Background information
- Born: Natasha Marie Page March 21, 1983 (age 43) Detroit, Michigan
- Origin: Atlanta, Georgia
- Genres: Christian R&B, black gospel, urban contemporary gospel, contemporary R&B
- Occupations: Singer, songwriter
- Instruments: vocals, singer-songwriter
- Years active: 2003–2004; 2013–present
- Labels: RCA, Fo Yo Soul, Legacy
- Formerly of: Witness
- Website: tashapagelockhart.com

= Tasha Page-Lockhart =

American musician

Tasha Page House (born March 21, 1983, as Natasha Marie Page) is an American Christian R&B and urban contemporary gospel artist and musician. She won the gospel singing competition, Sunday Best, in season six of BET. She started her music career in 2014 with the release of Here Right Now by RCA Records and Fo Yo Soul Recordings. Her first studio album, Here Right Now, charted on the Billboard charts The Billboard 200 and Top Gospel Albums.

==Early life==
Page-Lockhart was born on March 21, 1983, in Detroit, Michigan, as Natasha Marie Page, whose parents are musicians and pastors themselves. Her mother is Pastor Lisa Charise Page Brooks of Witness and of Restoration Fellowship Church International in Detroit and her stepfather was Bishop Michael Alan Brooks of Commissioned. She has two sisters who are younger than she. They are Latia "Tia" Charise Page and Sateara Renee Page, and she also has a brother, Justin. In her childhood, she was molested various times by some family members and trusted family friends. While she was in high school, she played basketball, and had dreams of aspiring to be a WNBA player. Yet, those dreams would soon change, when at 17 years old, she got pregnant, and had a child at 18, causing her to become a high school dropout. This caused her life to spiral out of control, and she got addicted to drugs, causing her childhood boyfriend Clifton to depart for Atlanta, Georgia, in 2006. She got her life under control by eventually relocating to Atlanta, and getting involved in music ministry.

==Music career==
Her music career started by becoming a part of her mother's women's gospel group, Witness. The solo career started in 2013 with the Sunday Best reality gospel singing competition on BET. She won the show in season six, which granted her a recording contract with RCA Records label, Fo Yo Soul Recordings, which Kirk Franklin is the operator. This allowed her to introduce her first solo studio album, Here Right Now, on August 5, 2014. The album charted on the Billboard charts at No. 87 on The Billboard 200 and at the third position of the Top Gospel Albums chart. This was awarded a three and a half star out of five review from Andy Kellman of AllMusic, while Dwayne Lacy of New Release Tuesday granted the album a four and a half star review out of five. She was nominated for three awards at the 30th Stellar Awards in 2015 winning New Artist of the Year. In 2019 at the 34th Stellar awards she won Contemporary Female vocalist of the year. She won female vocalist of the year at the 2019 Steeple awards. Previously she won female vocalist of the year in the UK for the Gospel Touch Music awards.

==Personal life==
She married Clifton James "Cliff" Lockhart in July 2006, after relocating to Atlanta. In 2008, they moved back to Detroit, Michigan so she could give birth to their first child among family and friends, but her second child after having Ronald Hughes eight years earlier in 2001. She gave birth to Clifton James Lockhart, II, in 2008.

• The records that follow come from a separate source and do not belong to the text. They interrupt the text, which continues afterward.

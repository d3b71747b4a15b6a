use serde::{Deserialize, Serialize};

use super::consts::EPSILON;
use super::{Mat3, Quat, Vec3};
use crate::error::ShapeError;

/// Places a collision shape in the world: translation, rotation and a
/// uniform scale factor.
#[derive(Debug, Clone, Copy, PartialEq, Serialize, Deserialize)]
#[serde(default)]
pub struct Transform {
    /// Position (translation)
    pub position: Vec3,
    /// Rotation (unit quaternion)
    pub rotation: Quat,
    /// Uniform scale, always > 0
    pub scale: f32,
}

impl Default for Transform {
    fn default() -> Self {
        Self::IDENTITY
    }
}

impl Transform {
    /// Identity transform (no translation, rotation or scaling)
    pub const IDENTITY: Self = Self {
        position: Vec3::ZERO,
        rotation: Quat::IDENTITY,
        scale: 1.0,
    };

    /// Creates a new unscaled transform from position and rotation
    #[inline]
    pub const fn new(position: Vec3, rotation: Quat) -> Self {
        Self {
            position,
            rotation,
            scale: 1.0,
        }
    }

    /// Creates a transform with only translation
    #[inline]
    pub const fn from_position(position: Vec3) -> Self {
        Self::new(position, Quat::IDENTITY)
    }

    /// Creates a transform with only rotation
    #[inline]
    pub const fn from_rotation(rotation: Quat) -> Self {
        Self::new(Vec3::ZERO, rotation)
    }

    /// Returns a copy of this transform with the given uniform scale.
    pub fn with_scale(self, scale: f32) -> Result<Self, ShapeError> {
        if !scale.is_finite() || scale <= 0.0 {
            return Err(ShapeError::InvalidScale(scale));
        }
        Ok(Self { scale, ..self })
    }

    /// Checks every field and returns the transform with a unit rotation.
    pub fn validated(self) -> Result<Self, ShapeError> {
        if !self.position.is_finite() {
            return Err(ShapeError::InvalidPosition(self.position));
        }
        let length = self.rotation.length();
        if !self.rotation.is_finite() || length <= EPSILON {
            return Err(ShapeError::InvalidRotation(self.rotation));
        }
        Self {
            rotation: self.rotation / length,
            ..self
        }
        .with_scale(self.scale)
    }

    /// Returns the rotation as a 3x3 matrix
    #[inline]
    pub fn rotation_matrix(self) -> Mat3 {
        Mat3::from_quat(self.rotation)
    }

    /// Rotation matrix with every entry replaced by its absolute value.
    ///
    /// Multiplying local half-extents by this matrix yields the half-extents
    /// of the world-space box enclosing the rotated local box.
    #[inline]
    pub fn abs_rotation_matrix(self) -> Mat3 {
        abs_rotation(self.rotation)
    }

    /// Transforms a point from local space to world space
    #[inline]
    pub fn transform_point(self, point: Vec3) -> Vec3 {
        self.rotation * (point * self.scale) + self.position
    }

    /// Transforms a direction from local space to world space.
    /// Directions ignore translation and scale.
    #[inline]
    pub fn transform_vector(self, vector: Vec3) -> Vec3 {
        self.rotation * vector
    }

    /// Inverse transforms a point from world space to local space
    #[inline]
    pub fn inverse_transform_point(self, point: Vec3) -> Vec3 {
        (self.rotation.inverse() * (point - self.position)) / self.scale
    }

    /// Inverse transforms a direction from world space to local space
    #[inline]
    pub fn inverse_transform_vector(self, vector: Vec3) -> Vec3 {
        self.rotation.inverse() * vector
    }

    /// Combines two transforms: `self * other`.
    ///
    /// The result maps `other`'s local space through `self` into world space.
    #[inline]
    pub fn compose(self, other: Self) -> Self {
        Self {
            position: self.transform_point(other.position),
            rotation: (self.rotation * other.rotation).normalize(),
            scale: self.scale * other.scale,
        }
    }

    /// Returns true if this transform is approximately equal to another
    #[inline]
    pub fn approx_eq(self, other: Self, epsilon: f32) -> bool {
        self.position.distance_squared(other.position) < epsilon * epsilon
            && self.rotation.dot(other.rotation).abs() > 1.0 - epsilon
            && (self.scale - other.scale).abs() < epsilon
    }
}

/// Absolute-value rotation matrix of `rotation`.
#[inline]
pub fn abs_rotation(rotation: Quat) -> Mat3 {
    let rot = Mat3::from_quat(rotation);
    Mat3::from_cols(rot.x_axis.abs(), rot.y_axis.abs(), rot.z_axis.abs())
}

#[cfg(test)]
mod tests {
    use super::*;
    use approx::assert_abs_diff_eq;
    use std::f32::consts::PI;

    #[test]
    fn test_identity() {
        let t = Transform::IDENTITY;
        let p = Vec3::new(1.0, 2.0, 3.0);

        assert_abs_diff_eq!(t.transform_point(p), p, epsilon = 1e-6);
        assert_abs_diff_eq!(t.transform_vector(p), p, epsilon = 1e-6);
    }

    #[test]
    fn test_rotation_then_translation() {
        let t = Transform::new(Vec3::X, Quat::from_axis_angle(Vec3::Z, PI / 2.0));

        // X -> Y, then shifted by (1, 0, 0)
        assert_abs_diff_eq!(t.transform_point(Vec3::X), Vec3::new(1.0, 1.0, 0.0), epsilon = 1e-5);
    }

    #[test]
    fn test_scale_affects_points_not_vectors() {
        let t = Transform::from_position(Vec3::Y).with_scale(2.0).unwrap();
        let p = Vec3::new(1.0, 1.0, 1.0);

        assert_abs_diff_eq!(t.transform_point(p), Vec3::new(2.0, 3.0, 2.0), epsilon = 1e-6);
        assert_abs_diff_eq!(t.transform_vector(p), p, epsilon = 1e-6);
    }

    #[test]
    fn test_inverse_point_round_trip() {
        let t = Transform::new(
            Vec3::new(1.0, 2.0, 3.0),
            Quat::from_axis_angle(Vec3::new(1.0, 1.0, 1.0).normalize(), PI / 4.0),
        )
        .with_scale(0.5)
        .unwrap();

        let p = Vec3::new(4.0, 5.0, 6.0);
        let back = t.inverse_transform_point(t.transform_point(p));
        assert_abs_diff_eq!(back, p, epsilon = 1e-4);
    }

    #[test]
    fn test_compose() {
        let t1 = Transform::from_position(Vec3::X);
        let t2 = Transform::from_rotation(Quat::from_axis_angle(Vec3::Z, PI / 2.0));

        let composed = t1.compose(t2);
        assert_abs_diff_eq!(composed.transform_point(Vec3::X), Vec3::new(1.0, 1.0, 0.0), epsilon = 1e-5);
    }

    #[test]
    fn test_rejects_bad_scale() {
        assert!(matches!(
            Transform::IDENTITY.with_scale(0.0),
            Err(ShapeError::InvalidScale(_))
        ));
        assert!(Transform::IDENTITY.with_scale(f32::NAN).is_err());
        assert!(Transform::IDENTITY.with_scale(-1.0).is_err());
    }

    #[test]
    fn test_validated_normalizes_rotation() {
        let t = Transform::from_rotation(Quat::from_xyzw(0.0, 0.0, 0.0, 2.0))
            .validated()
            .unwrap();
        assert_eq!(t.rotation, Quat::IDENTITY);
    }

    #[test]
    fn test_validated_rejects_degenerate_fields() {
        let zero = Transform::from_rotation(Quat::from_xyzw(0.0, 0.0, 0.0, 0.0));
        assert!(matches!(zero.validated(), Err(ShapeError::InvalidRotation(_))));

        let nan = Transform::from_rotation(Quat::from_xyzw(f32::NAN, 0.0, 0.0, 1.0));
        assert!(matches!(nan.validated(), Err(ShapeError::InvalidRotation(_))));

        let far = Transform::from_position(Vec3::new(f32::INFINITY, 0.0, 0.0));
        assert!(matches!(far.validated(), Err(ShapeError::InvalidPosition(_))));

        let flipped = Transform {
            scale: -1.0,
            ..Transform::IDENTITY
        };
        assert!(matches!(flipped.validated(), Err(ShapeError::InvalidScale(_))));
    }

    #[test]
    fn test_abs_rotation_quarter_turn_permutes_axes() {
        let m = abs_rotation(Quat::from_axis_angle(Vec3::Y, PI / 2.0));
        assert_abs_diff_eq!(m * Vec3::new(1.0, 2.0, 3.0), Vec3::new(3.0, 2.0, 1.0), epsilon = 1e-5);
    }
}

She and Clifton Lockhart separated in 2017 and divorced in 2018. She began posting pictures of herself with T. Vernon House to her Instagram page, thanking him for "sweeping her off her feet". They married June 8, 2019, in Detroit, Michigan. The ceremony, "House of Love", was officiated by her godfather, King Drolo Bosso Adamtey 1. Many R&B and gospel artists attended.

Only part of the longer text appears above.